Его отставка лишила французских агентов баварской поддержки. С уходом Валленштейна Максимилиан увидел для себя возможность вернуть военное превосходство над Фердинандом II и больше уже не интересовался иностранными союзниками. В то же время войска Фердинанда II захватили Мантую и заставили ее французского герцога бежать. Побежденные в Италии и лишенные поддержки Максимилиана в Германии, французы оказались в невыгодном положении, и Фердинанд II максимально использовал свое преимущество. Он предложил утвердить герцога Неверского герцогом Мантуанским при условии, что Казале и Пинероло будут переданы Испании и что французские власти обязуются не заключать союзов с воюющими сторонами в империи. Это был прямой удар по франко-голландскому альянсу, преграда на пути задуманного Ришелье договора со шведами. Во Франции король болел, и отчаянные запросы послов о дальнейших указаниях остались без ответа. Отцу Жозефу и Брюлару пришлось решать самим. 13 октября 1630 года они дали условное согласие на все требования Фердинанда II, и Регенсбургский договор был подписан.
Эту новость во Франции восприняли со смятением. Ришелье с лицом, искаженным тревогой и гневом, заявил венецианскому послу, что намерен бросить политику и уйти в монастырь. Потеря Казале и Пинероло, расторжение союзов с голландцами и шведами, утрата поддержки германских князей – к таким итогам привела дипломатия отца Жозефа. Между тем Фердинанд II, преисполненный благодушия победителя к побежденному, попрощался с послами, выразив исключительное почтение к Ришелье и французскому королю.

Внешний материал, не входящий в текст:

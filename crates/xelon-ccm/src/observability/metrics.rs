//! Prometheus metrics
//!
//! - `xelon_ccm_reconcile_total{controller,result}` - counter of reconciliations
//! - `xelon_ccm_reconcile_duration_seconds{controller}` - histogram of reconcile times
//! - `xelon_ccm_node_cache_refresh_total{result}` - counter of node inventory refreshes
//! - `xelon_ccm_forwarding_rule_operations_total{operation}` - counter of rule mutations

use std::time::Duration;

use metrics::{counter, describe_counter, describe_histogram, histogram};
use metrics_exporter_prometheus::{PrometheusBuilder, PrometheusHandle};

#[derive(Clone)]
pub struct MetricsState {
    pub prometheus_handle: PrometheusHandle,
}

/// Install the global Prometheus recorder.
pub fn init_metrics() -> Result<MetricsState, Box<dyn std::error::Error + Send + Sync>> {
    let handle = PrometheusBuilder::new().install_recorder()?;
    describe_metrics();
    Ok(MetricsState {
        prometheus_handle: handle,
    })
}

fn describe_metrics() {
    describe_counter!(
        "xelon_ccm_reconcile_total",
        "Total number of reconciliations by controller and result"
    );
    describe_histogram!(
        "xelon_ccm_reconcile_duration_seconds",
        "Duration of reconciliations in seconds"
    );
    describe_counter!(
        "xelon_ccm_node_cache_refresh_total",
        "Total number of node inventory refreshes by result"
    );
    describe_counter!(
        "xelon_ccm_forwarding_rule_operations_total",
        "Total number of forwarding rules created, updated or deleted"
    );
}

pub fn record_reconcile(controller: &'static str, result: &'static str, duration: Duration) {
    counter!("xelon_ccm_reconcile_total", "controller" => controller, "result" => result)
        .increment(1);
    histogram!("xelon_ccm_reconcile_duration_seconds", "controller" => controller)
        .record(duration.as_secs_f64());
}

pub fn record_node_cache_refresh(result: &'static str) {
    counter!("xelon_ccm_node_cache_refresh_total", "result" => result).increment(1);
}

pub fn record_forwarding_rule_operations(operation: &'static str, count: usize) {
    counter!("xelon_ccm_forwarding_rule_operations_total", "operation" => operation)
        .increment(count as u64);
}

#[cfg(test)]
mod tests {
    use super::*;

    #[test]
    fn test_recording_without_recorder() {
        record_reconcile("service", "success", Duration::from_millis(20));
        record_node_cache_refresh("error");
        record_forwarding_rule_operations("create", 2);
    }
}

Фердинанд II выжал из отставки Валленштейна все, что мог. Его другой ход – отмена Эдикта о реституции – мог бы дать ему еще большие выгоды. Эггенберг молил его сделать это. Король Швеции перешел в наступление; каждый день приносил новые слухи о его продвижении – у него 50 тысяч человек, вот он взял Гюстров, вот Веймар, – Регенсбург полнился ложными слухами и страхом. Это было неподходящее время для ссоры с протестантскими курфюрстами. Отмени он Эдикт о реституции, и протестная встреча курфюрстов Саксонии и Бранденбурга закончилась бы, ведь они сами издали манифест с заявлением, что только этот эдикт препятствует установлению мира в империи. Католические курфюрсты были готовы обсудить с ними этот вопрос. Конечно же, Фердинанд II должен уступить ради блага своей династии.
Но Эггенберг натолкнулся на бескомпромиссное упрямство. Фердинанд II прекрасно разыграл одну из своих карт, но не хотел и слышать о том, чтобы выложить вторую. Поступиться Валленштейном и эдиктом – это были для него несопоставимые шаги. Первый был связан исключительно с политикой, другой же был символом веры. Этот подспудный фанатизм, который до той поры позволял ему благополучно преодолевать все препятствия на жизненном пути, здесь сослужил ему дурную службу.
Еще не кончился август, а в Регенсбурге уже говорили, что Фердинанд II никогда не уступит, и все время, пока курфюрсты совещались, имперские войска в Вюртемберге продолжали свое беспощадное освобождение монастырских земель. То есть в Регенсбурге император одержал триумф только над Ришелье, но не над князьями, и в ноябре курфюрсты разошлись, не решив почти ни одной проблемы, ради которых собирались.
Получив согласие голландцев вывести их военные силы из Клеве-Йюлиха, Фердинанд II вынужденно обещал удалить и все другие войска, отказавшись тем самым от идеи секвестра и отложив спорный вопрос голландского нейтралитета в долгий ящик. Имперская армия должна была перейти под командование Максимилиана и Тилли, то есть император вернулся на позиции пятилетней давности, еще до вмешательства Валленштейна. Эдикт о реституции предстояло подробно обсудить на общем собрании князей. Не состоялось ни избрания «римского короля», ни объявления войны в интересах Испании.
Свою дипломатическую победу над Францией Фердинанду II пришлось уравновешивать двумя тяжелыми поражениями. Да и то самое правительство, ради чьих интересов он пожертвовал собственными, не проявило к нему никакого сочувствия. Испанцы в Мадриде возмущались тем, как император уладил дело Клеве-Йюлиха, и им не хватило ума оценить то, что он сделал для них в Мантуе.
В самой империи политика Фердинанда II провалилась. Испанцы со своими требованиями слишком сильно надавили на еще не прочную конструкцию. Вместо того чтобы объединить Германию, съезд в Регенсбурге разделил ее, в результате чего Максимилиан и Католическая лига вновь стали главенствовать в политике Фердинанда II, а два протестантских курфюрста отмежевались от своих собратьев, выразив новый протест меньшинства. В эту растущую трещину король Швеции вонзил клин, который расколол империю, словно прогнившую доску.